§ **WHAT THIS TASK INVOLVES**
State how many lines of the entries hold the string "stmt". Reply with the number alone.
'''
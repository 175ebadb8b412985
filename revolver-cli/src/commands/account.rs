use comfy_table::{presets::UTF8_FULL, Table};
use revolver_ledger::{EntryReason, Ledger, LedgerError, PlayerId, SqliteLedger};

pub async fn show_balance(ledger: &dyn Ledger, player: PlayerId) -> anyhow::Result<()> {
    let balance = ledger.balance(player).await?;
    println!("Balance for player {}: {}", player, balance);
    Ok(())
}

pub async fn deposit(ledger: &dyn Ledger, player: PlayerId, amount: i64) -> anyhow::Result<()> {
    if amount <= 0 {
        return Err(LedgerError::InvalidAmount(amount).into());
    }

    let balance = ledger
        .adjust_balance(player, amount, EntryReason::Deposit)
        .await?;
    println!("Deposited {} for player {}", amount, player);
    println!("  New balance: {}", balance);
    Ok(())
}

pub async fn transfer(
    ledger: &dyn Ledger,
    from: PlayerId,
    to: PlayerId,
    amount: i64,
) -> anyhow::Result<()> {
    let (from_balance, to_balance) = ledger.transfer(from, to, amount).await?;
    println!("Transferred {} from player {} to player {}", amount, from, to);
    println!("  Player {}: {}", from, from_balance);
    println!("  Player {}: {}", to, to_balance);
    Ok(())
}

pub async fn show_history(
    ledger: &dyn Ledger,
    player: PlayerId,
    limit: usize,
) -> anyhow::Result<()> {
    println!("Ledger history for player {}:", player);

    let entries = ledger.history(player).await?;
    if entries.is_empty() {
        println!("No entries found.");
        return Ok(());
    }

    let mut table = Table::new();
    table.load_preset(UTF8_FULL);
    table.set_header(vec!["Date", "Reason", "Change", "Balance"]);

    for entry in entries.iter().take(limit) {
        let change = if entry.delta >= 0 {
            format!("+{}", entry.delta)
        } else {
            entry.delta.to_string()
        };

        table.add_row(vec![
            entry.timestamp.format("%Y-%m-%d %H:%M").to_string(),
            entry.reason.to_string(),
            change,
            entry.balance_after.to_string(),
        ]);
    }

    println!("{}", table);
    Ok(())
}

pub async fn show_leaderboard(ledger: &SqliteLedger, limit: usize) -> anyhow::Result<()> {
    let accounts = ledger.accounts().await?;
    if accounts.is_empty() {
        println!("No accounts yet.");
        return Ok(());
    }

    let mut table = Table::new();
    table.load_preset(UTF8_FULL);
    table.set_header(vec!["#", "Player", "Balance"]);

    for (rank, (player, balance)) in accounts.iter().take(limit).enumerate() {
        table.add_row(vec![
            (rank + 1).to_string(),
            player.to_string(),
            balance.to_string(),
        ]);
    }

    println!("{}", table);
    Ok(())
}
use crate::error::Result;
use crate::storage::{player_from_sql, sql_id};
use crate::types::{EntryReason, LedgerEntry, PlayerId};
use chrono::{DateTime, Utc};
use rusqlite::types::Type;
use rusqlite::Error::FromSqlConversionFailure;
use rusqlite::{params, Connection};
use uuid::Uuid;

pub struct EntryStore<'a> {
    conn: &'a Connection,
}

impl<'a> EntryStore<'a> {
    pub fn new(conn: &'a Connection) -> Self {
        Self { conn }
    }

    pub fn append(&self, entry: &LedgerEntry) -> Result<()> {
        self.conn.execute(
            "INSERT INTO ledger_entries (id, player_id, delta, balance_after, reason, created_at)
             VALUES (?1, ?2, ?3, ?4, ?5, ?6)",
            params![
                entry.id.to_string(),
                sql_id(entry.player_id),
                entry.delta,
                entry.balance_after,
                entry.reason.as_str(),
                entry.timestamp.timestamp_millis(),
            ],
        )?;
        Ok(())
    }

    /// Most recent entries first.
    pub fn history(&self, player_id: PlayerId, limit: usize) -> Result<Vec<LedgerEntry>> {
        let mut stmt = self.conn.prepare(
            "SELECT id, player_id, delta, balance_after, reason, created_at
             FROM ledger_entries WHERE player_id = ?1
             ORDER BY created_at DESC, rowid DESC LIMIT ?2",
        )?;

        let entry_iter = stmt.query_map(params![sql_id(player_id), limit as i64], |row| {
            let id: String = row.get(0)?;
            let reason: String = row.get(4)?;

            Ok(LedgerEntry {
                id: Uuid::parse_str(&id)
                    .map_err(|e| FromSqlConversionFailure(0, Type::Text, Box::new(e)))?,
                player_id: player_from_sql(row.get(1)?),
                delta: row.get(2)?,
                balance_after: row.get(3)?,
                reason: reason
                    .parse::<EntryReason>()
                    .map_err(|e| FromSqlConversionFailure(4, Type::Text, e.into()))?,
                timestamp: DateTime::from_timestamp_millis(row.get(5)?).unwrap_or_else(Utc::now),
            })
        })?;

        let mut entries = Vec::new();
        for entry in entry_iter {
            entries.push(entry?);
        }

        Ok(entries)
    }
}
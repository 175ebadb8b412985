use anyhow::Context;
use dialoguer::Select;
use revolver_duel::{
    Action, DuelEngine, DuelError, DuelEvent, DuelNotice, MatchOutcome, ShotOutcome, Side,
};
use revolver_ledger::{Ledger, PlayerId};
use std::time::Duration;
use tokio::sync::broadcast::{self, error::TryRecvError};

/// The terminal counts as a single channel.
const TERMINAL_CHANNEL: u64 = 0;

const OPPONENT_THINKING: Duration = Duration::from_millis(900);
const SHOT_PAUSE: Duration = Duration::from_millis(400);

#[derive(Debug, Clone, Copy)]
enum Choice {
    Shoot(Action),
    Surrender,
}

pub async fn play_duel(
    engine: &DuelEngine,
    ledger: &dyn Ledger,
    player: PlayerId,
    bet: i64,
) -> anyhow::Result<()> {
    let mut notices = engine.subscribe();
    engine.start(player, TERMINAL_CHANNEL, bet).await?;

    loop {
        render_pending(&mut notices, player).await;

        let session = match engine.session(player).await {
            Ok(session) => session,
            Err(DuelError::NoActiveSession(_)) => break,
            Err(e) => return Err(e.into()),
        };

        // the forfeit clock started when the prompt opened, before the
        // paced rendering above
        let time_left = session
            .time_left()
            .unwrap_or_else(|| engine.config().choice_timeout());
        let choice = prompt_choice(time_left).await?;

        let result = match choice {
            Choice::Shoot(Action::ShootSelf) => engine.choose_self(player).await.map(|_| ()),
            Choice::Shoot(Action::ShootOpponent) => {
                engine.choose_opponent(player).await.map(|_| ())
            }
            Choice::Surrender => engine.surrender(player).await.map(|_| ()),
        };

        match result {
            Ok(()) => {}
            // the forfeit timer beat the answer
            Err(DuelError::NoActiveSession(_)) => {
                println!("Too slow! Duel {} was forfeited.", session.id());
            }
            Err(e) => return Err(e.into()),
        }
    }

    println!();
    println!("Balance for player {}: {}", player, ledger.balance(player).await?);
    Ok(())
}

async fn prompt_choice(time_left: Duration) -> anyhow::Result<Choice> {
    let prompt = prompt_text(time_left);
    let selection = tokio::task::spawn_blocking(move || {
        Select::new()
            .with_prompt(prompt)
            .items(&["Shoot yourself", "Shoot the opponent", "Surrender"])
            .default(0)
            .interact()
    })
    .await
    .context("Prompt task failed")??;

    Ok(match selection {
        0 => Choice::Shoot(Action::ShootSelf),
        1 => Choice::Shoot(Action::ShootOpponent),
        _ => Choice::Surrender,
    })
}

async fn render_pending(notices: &mut broadcast::Receiver<DuelNotice>, player: PlayerId) {
    loop {
        match notices.try_recv() {
            Ok(notice) if notice.player_id == player => render(&notice.event).await,
            Ok(_) => {}
            Err(TryRecvError::Lagged(missed)) => {
                tracing::warn!("Missed {} duel events", missed);
            }
            Err(TryRecvError::Empty) | Err(TryRecvError::Closed) => break,
        }
    }
}

async fn render(event: &DuelEvent) {
    match event {
        DuelEvent::MatchStarted { bet, max_rounds } => {
            println!("Duel on! {} at stake over {} rounds.", bet, max_rounds);
        }
        DuelEvent::RoundStarted { round, lives } => {
            println!();
            println!("=== Round {} === ({} lives each)", round, lives);
        }
        DuelEvent::RevolverPrepared {
            chambers,
            bullets,
            commitment,
            reloaded,
            ..
        } => {
            if *reloaded {
                println!("The cylinder is spent. Reloading...");
            }
            println!("{} bullets loaded into {} chambers.", bullets, chambers);
            println!("  Commitment: {}", commitment);
        }
        DuelEvent::TurnPrompt {
            actor,
            chamber,
            chambers,
            player_lives,
            opponent_lives,
        } => {
            println!(
                "[chamber {}/{}] You: {} | Opponent: {}",
                chamber + 1,
                chambers,
                hearts(*player_lives),
                hearts(*opponent_lives)
            );
            if *actor == Side::Opponent {
                println!("The opponent is thinking...");
                tokio::time::sleep(OPPONENT_THINKING).await;
            }
        }
        DuelEvent::OpponentDecision { action, .. } => match action {
            Action::ShootSelf => println!("The opponent points the revolver at themself."),
            Action::ShootOpponent => println!("The opponent points the revolver at you."),
        },
        DuelEvent::Shot(shot) => {
            tokio::time::sleep(SHOT_PAUSE).await;
            println!("{}", describe_shot(shot));
        }
        DuelEvent::RevolverRevealed { layout, nonce, .. } => {
            let cylinder: Vec<&str> = layout
                .iter()
                .map(|&loaded| if loaded { "X" } else { "." })
                .collect();
            println!("Cylinder was [{}] (nonce {})", cylinder.join(" "), nonce);
        }
        DuelEvent::RoundEnded {
            round,
            winner,
            scoreboard,
        } => {
            let who = match winner {
                Side::Player => "You win",
                Side::Opponent => "The opponent wins",
            };
            println!(
                "{} round {}. Score: you {} - {} opponent",
                who, round, scoreboard.player, scoreboard.opponent
            );
        }
        DuelEvent::MatchEnded {
            outcome, payout, ..
        } => {
            println!();
            match outcome {
                MatchOutcome::PlayerWon => println!("You won the duel! +{}", payout),
                MatchOutcome::OpponentWon => println!("You lost the duel. {}", payout),
                MatchOutcome::Draw => println!("The duel is a draw. Bet returned."),
                MatchOutcome::Surrendered => println!("You surrendered. {}", payout),
                MatchOutcome::Forfeited => println!("Time ran out, duel forfeited. {}", payout),
            }
        }
    }
}

fn describe_shot(shot: &ShotOutcome) -> String {
    let at_self = shot.actor == shot.target;
    match (shot.loaded, shot.actor, at_self) {
        (true, Side::Player, true) => "BANG! You shot yourself.".to_string(),
        (true, Side::Player, false) => "BANG! You hit the opponent.".to_string(),
        (true, Side::Opponent, true) => "BANG! The opponent shot themself.".to_string(),
        (true, Side::Opponent, false) => "BANG! The opponent hit you.".to_string(),
        (false, Side::Player, true) => "*click* You survive and go again.".to_string(),
        (false, Side::Opponent, true) => {
            "*click* The opponent survives and goes again.".to_string()
        }
        (false, _, false) => "*click* Empty chamber.".to_string(),
    }
}

fn prompt_text(time_left: Duration) -> String {
    format!("Your move ({}s left)", time_left.as_secs())
}

fn hearts(lives: u32) -> String {
    "♥".repeat(lives as usize)
}

#[cfg(test)]
mod tests {
    use super::*;

    fn shot(actor: Side, target: Side, loaded: bool) -> ShotOutcome {
        ShotOutcome {
            round: 1,
            chamber: 0,
            actor,
            target,
            loaded,
            player_lives: 3,
            opponent_lives: 3,
            next_turn: Side::Player,
            round_winner: None,
        }
    }

    #[test]
    fn test_describe_shot() {
        assert_eq!(
            describe_shot(&shot(Side::Opponent, Side::Player, true)),
            "BANG! The opponent hit you."
        );
        assert_eq!(
            describe_shot(&shot(Side::Player, Side::Player, false)),
            "*click* You survive and go again."
        );
    }

    #[test]
    fn test_prompt_shows_remaining_time() {
        assert_eq!(
            prompt_text(Duration::from_millis(27_600)),
            "Your move (27s left)"
        );
        assert_eq!(prompt_text(Duration::ZERO), "Your move (0s left)");
    }

    #[test]
    fn test_hearts() {
        assert_eq!(hearts(0), "");
        assert_eq!(hearts(3), "♥♥♥");
    }
}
'''
§ **RESULT OF THIS TASK**
2